Silverfort, the Israeli/U.S. startup, takes an all-in view when it comes to identity security in an organization. When it comes to potential breaches, people, machines, clouds, legacy and new apps can all be targets, and they can be exploited at any of the many points where they interact with each other. So the best way to protect against malicious exploits is to secure identity authentication between any and all of them.
That thesis has been getting proven out and tested by businesses, and the startup says it is now currently signing them up as customers at a rate of 100 per quarter. Revenues meanwhile are growing at 100% annually with ARR in the tens of millions of dollars. All that has caught the eye of investors, and now, Silverfort has raised $116 million to expand at a what reliable sources tell me is “around” a $1 billion valuation.
“We believe we can actually be that focused identity security layer that covers all the silos,” CEO and co-founder Hed Kovetz said in an interview.
Brighton Park Capital is leading the all-equity round, with previous backers — a mix of strategic and financial investors — participating. They include Acrew Capital, Greenfield Partners, Citi Ventures, General Motors Ventures, Maor Investments, Vintage Investment Partners and Singtel Innov8.
As those familiar with security technology know, the space can be sliced and diced into many different domains and approaches. Identity has emerged as one of the more interesting of these in recent years, not least because of the growth of cloud architecture, which has made it possible to build not only more business software and apps, but also a whole new frontier of interactivity between those different products to make them, and workers, more dynamic and productive.
“In general, we are seeing an increase in identity in attacks,” Kovetz said. “I think that every ransomware attack, which is you know a huge issue, is leveraging identity. Someone might call you and try to tell you that they are from the help desk, or fool you into giving them your password.
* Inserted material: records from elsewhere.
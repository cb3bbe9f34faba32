//! Document model seen by the pruning engine.
//!
//! A host (a browser, or the in-memory [`Page`](crate::infrastructure::page::Page))
//! exposes its documents through [`DocumentTree`]. The engine never creates or
//! destroys documents; it only looks elements up, removes them, and asks for
//! the document behind a frame element.

use std::fmt;
use std::hash::Hash;

use generational_arena::Index;

use crate::domain::error::DomainResult;

/// Location of an empty placeholder document.
pub const BLANK_LOCATION: &str = "about:blank";

/// Opaque handle to one document of a host.
#[derive(Debug, Clone, Copy, PartialEq, Eq, Hash, PartialOrd, Ord)]
pub struct DocumentId(Index);

impl DocumentId {
    pub fn new(index: Index) -> Self {
        Self(index)
    }

    pub fn index(&self) -> Index {
        self.0
    }
}

impl fmt::Display for DocumentId {
    fn fmt(&self, f: &mut fmt::Formatter<'_>) -> fmt::Result {
        let (slot, generation) = self.0.into_raw_parts();
        write!(f, "doc#{}.{}", slot, generation)
    }
}

/// Why a frame's document could not be entered directly.
#[derive(Debug, Clone, Copy, PartialEq, Eq)]
pub enum DenialReason {
    /// Origin policy forbids access from the embedding document.
    CrossOrigin,
    /// The frame has no document attached (yet).
    NotLoaded,
}

impl fmt::Display for DenialReason {
    fn fmt(&self, f: &mut fmt::Formatter<'_>) -> fmt::Result {
        match self {
            DenialReason::CrossOrigin => write!(f, "cross-origin"),
            DenialReason::NotLoaded => write!(f, "not loaded"),
        }
    }
}

/// Result of asking for the document behind a frame element.
#[derive(Debug, Clone, Copy, PartialEq, Eq)]
pub enum FrameAccess {
    Accessible(DocumentId),
    Denied(DenialReason),
}

/// Capability surface of a document host.
pub trait DocumentTree {
    /// Element handle, stable for the lifetime of the element.
    type Element: Copy + Eq + Hash + fmt::Debug;

    /// The top-level (main) document.
    fn top(&self) -> DocumentId;

    /// Every document the host knows about, accessible or not.
    fn documents(&self) -> Vec<DocumentId>;

    /// Location of the document, `None` for a stale handle.
    fn location(&self, doc: DocumentId) -> Option<&str>;

    /// Whether the document has a renderable root (`body`) to observe.
    fn has_body(&self, doc: DocumentId) -> bool;

    /// All attached elements of `doc` matching `selector`, in document order.
    fn query(&self, doc: DocumentId, selector: &str) -> DomainResult<Vec<Self::Element>>;

    /// Detach `element` from its parent, also when an ancestor was removed
    /// before it. Returns `false` if it does not exist or has no parent.
    fn remove(&mut self, doc: DocumentId, element: Self::Element) -> bool;

    /// The document behind a frame element of `doc`.
    fn frame_document(&self, doc: DocumentId, frame: Self::Element) -> FrameAccess;

    /// The document an attached frame element of `doc` shows, whatever its
    /// origin. Remote executors run there.
    fn frame_target(&self, doc: DocumentId, frame: Self::Element) -> Option<DocumentId> {
        match self.frame_document(doc, frame) {
            FrameAccess::Accessible(child) => Some(child),
            FrameAccess::Denied(_) => None,
        }
    }

    /// Drain the documents whose child lists changed since the last call.
    fn take_mutations(&mut self) -> Vec<DocumentId>;

    /// Whether the document is an empty placeholder.
    fn is_blank(&self, doc: DocumentId) -> bool {
        matches!(self.location(doc), Some(loc) if loc.is_empty() || loc == BLANK_LOCATION)
    }
}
They try to take your credentials, so that they can log in on your behalf to the company network. And then they’re using that identity to spread inside the network.” He added that its team has seen this route used “in almost every big data breach and with every ransomware attack.”
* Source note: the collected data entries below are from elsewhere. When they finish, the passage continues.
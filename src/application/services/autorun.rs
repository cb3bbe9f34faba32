//! Passive auto-run: documents that prune themselves on load.
//!
//! Documents whose location starts with one of the configured prefixes (by
//! default extension-hosted pages) apply every element selector to
//! themselves, without descending into frames, and are then observed.

use tracing::{debug, instrument};

use crate::application::services::pruner;
use crate::application::services::traversal::TraversalReport;
use crate::domain::{DirectiveSet, DocumentTree};

/// Location prefixes that trigger the passive path by default.
pub const DEFAULT_PASSIVE_PREFIXES: &[&str] = &["chrome-extension://"];

/// Prune every document whose location matches one of `prefixes`.
#[instrument(level = "debug", skip(tree, directives))]
pub fn passive_pass<T, S>(
    tree: &mut T,
    directives: &DirectiveSet,
    prefixes: &[S],
) -> TraversalReport
where
    T: DocumentTree,
    S: AsRef<str> + std::fmt::Debug,
{
    let selectors = directives.element_selectors();
    let mut report = TraversalReport::default();

    for doc in tree.documents() {
        let matched = tree
            .location(doc)
            .is_some_and(|loc| prefixes.iter().any(|p| loc.starts_with(p.as_ref())));
        if !matched {
            continue;
        }
        let removed = pruner::apply_all(tree, doc, &selectors);
        debug!(%doc, removed, "passive pass");
        report.removed += removed;
        report.reach(doc, &selectors, false);
    }
    report
}
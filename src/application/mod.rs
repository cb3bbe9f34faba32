//! Application layer: pruning services and the session orchestrator
//!
//! This layer drives the domain document model and depends on I/O boundary traits.

pub mod error;
pub mod services;

pub use error::{ApplicationError, ApplicationResult};
//! Element removal within a single document.

use std::borrow::Cow;
use std::sync::OnceLock;

use regex::Regex;
use tracing::{debug, trace, warn};

use crate::domain::{DocumentId, DocumentTree, DomainError};

fn compound_class_regex() -> &'static Regex {
    static COMPOUND_CLASS: OnceLock<Regex> = OnceLock::new();
    COMPOUND_CLASS.get_or_init(|| Regex::new(r"\.([^\s.]+)\.([^\s.]+)").expect("valid regex"))
}

/// Rewrite `.a.b` compound-class predicates into `.a .b` descendant form.
///
/// Returns `None` when the selector has no such predicate.
pub fn descendant_rewrite(selector: &str) -> Option<String> {
    match compound_class_regex().replace_all(selector, ".$1 .$2") {
        Cow::Owned(rewritten) => Some(rewritten),
        Cow::Borrowed(_) => None,
    }
}

/// Remove every element of `doc` matching `selector` and return how many went.
///
/// Blank selectors are a no-op. If nothing matches, the compound-class
/// rewrite is tried once. Rejected selectors and stale documents count as 0.
pub fn apply<T: DocumentTree>(tree: &mut T, doc: DocumentId, selector: &str) -> usize {
    let selector = selector.trim();
    if selector.is_empty() {
        return 0;
    }

    let mut matches = lookup(tree, doc, selector);
    if matches.is_empty() {
        if let Some(rewritten) = descendant_rewrite(selector) {
            trace!(%doc, selector, rewritten = %rewritten, "retrying with descendant rewrite");
            matches = lookup(tree, doc, &rewritten);
        }
    }

    let removed = matches
        .into_iter()
        .filter(|element| tree.remove(doc, *element))
        .count();
    if removed > 0 {
        debug!(%doc, selector, removed, "removed elements");
    }
    removed
}

/// Apply each selector in turn, summing the removals.
pub fn apply_all<T, S>(tree: &mut T, doc: DocumentId, selectors: &[S]) -> usize
where
    T: DocumentTree,
    S: AsRef<str>,
{
    selectors
        .iter()
        .map(|selector| apply(tree, doc, selector.as_ref()))
        .sum()
}

fn lookup<T: DocumentTree>(tree: &T, doc: DocumentId, selector: &str) -> Vec<T::Element> {
    match tree.query(doc, selector) {
        Ok(elements) => elements,
        Err(e @ DomainError::InvalidSelector { .. }) => {
            warn!(%doc, "{}", e);
            Vec::new()
        }
        Err(e) => {
            debug!(%doc, "{}", e);
            Vec::new()
        }
    }
}

#[cfg(test)]
mod tests {
    use super::*;
    use rstest::rstest;

    #[rstest]
    #[case(".a.b", Some(".a .b"))]
    #[case("div.a.b > p", Some("div.a .b > p"))]
    #[case(".a.b.c", Some(".a .b.c"))]
    #[case(".a .b", None)]
    #[case(".a", None)]
    #[case("#main", None)]
    fn given_selector_when_rewriting_then_splits_first_compound_pair(
        #[case] selector: &str,
        #[case] expected: Option<&str>,
    ) {
        assert_eq!(descendant_rewrite(selector).as_deref(), expected);
    }
}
Silverfort, he said, just recently stopped what he described as a “huge attack” recently on a U.S. Fortune 500 company, carried out by one of the dangerous groups out there, the one that carried out the attacks last year against the MGM and other casinos. “Identity has really became the go-to attack vector for hackers. They know that this is the weak point.”
Each point of interactivity essentially involves authentication between apps and therein lies the challenge: Each of these can become a potential vulnerability. Given that even more authentication is carried out in an automated way, and that vulnerabilities can be created inadvertently even through the most innocent code ship, this creates a large, and difficult to monitor, attack surface.
Ironically, often the most disruptive technologies are the products that slip into usage easily, asking little of users to work. That is somewhat the case with Silverfort, which is designed to work with any current ID management products that an organization might already use. Silverfort essentially fits in around these, taking a snapshot of the bigger network, which covers not just workers but also machines and apps, and then provides observation around the bigger landscape, tracking unusual activity and responding to it, specifically threat detection and response (ITDR) and identity threat prevention (ITP) capabilities.
As we’ve described it previously, the aim is not to build another ID platform to replace or compete with, say, Okta, or anything else. It’s to “sit behind all the other platforms” in Kovetz’s words.
“We believe that the market is decoupling between identity infrastructure and identity security, and we want to be the market leader of security,” he said in an interview this month.
The other platforms work, or integrate, by forwarding authentication alerts to Silverfort, which then provides “a second opinion” in authenticating a user, or a machine. The all-in approach also, critically, covers legacy apps and end points, which is a hard reality of the promise of “digital transformation”: Most businesses will not be ripping old systems and hardware out, but replacing it over time.
“Silverfort is one of the rare companies that has successfully envisioned how a large market will need to transform to solve a tough problem — in this case, identity security,” said Mike Gregoire, a partner at Brighton Park Capital, in a statement. “The company has a track record of building innovative products at scale that exceed customer expectations, combined with excellent go-to-market execution. Silverfort’s deep market expertise and vision for the identity security market, as well as their ability to build a winning team and culture, are second to none.” Gregoire is a former CEO of CA Technologies and Taleo, and he is joining Silverfort’s board with this round.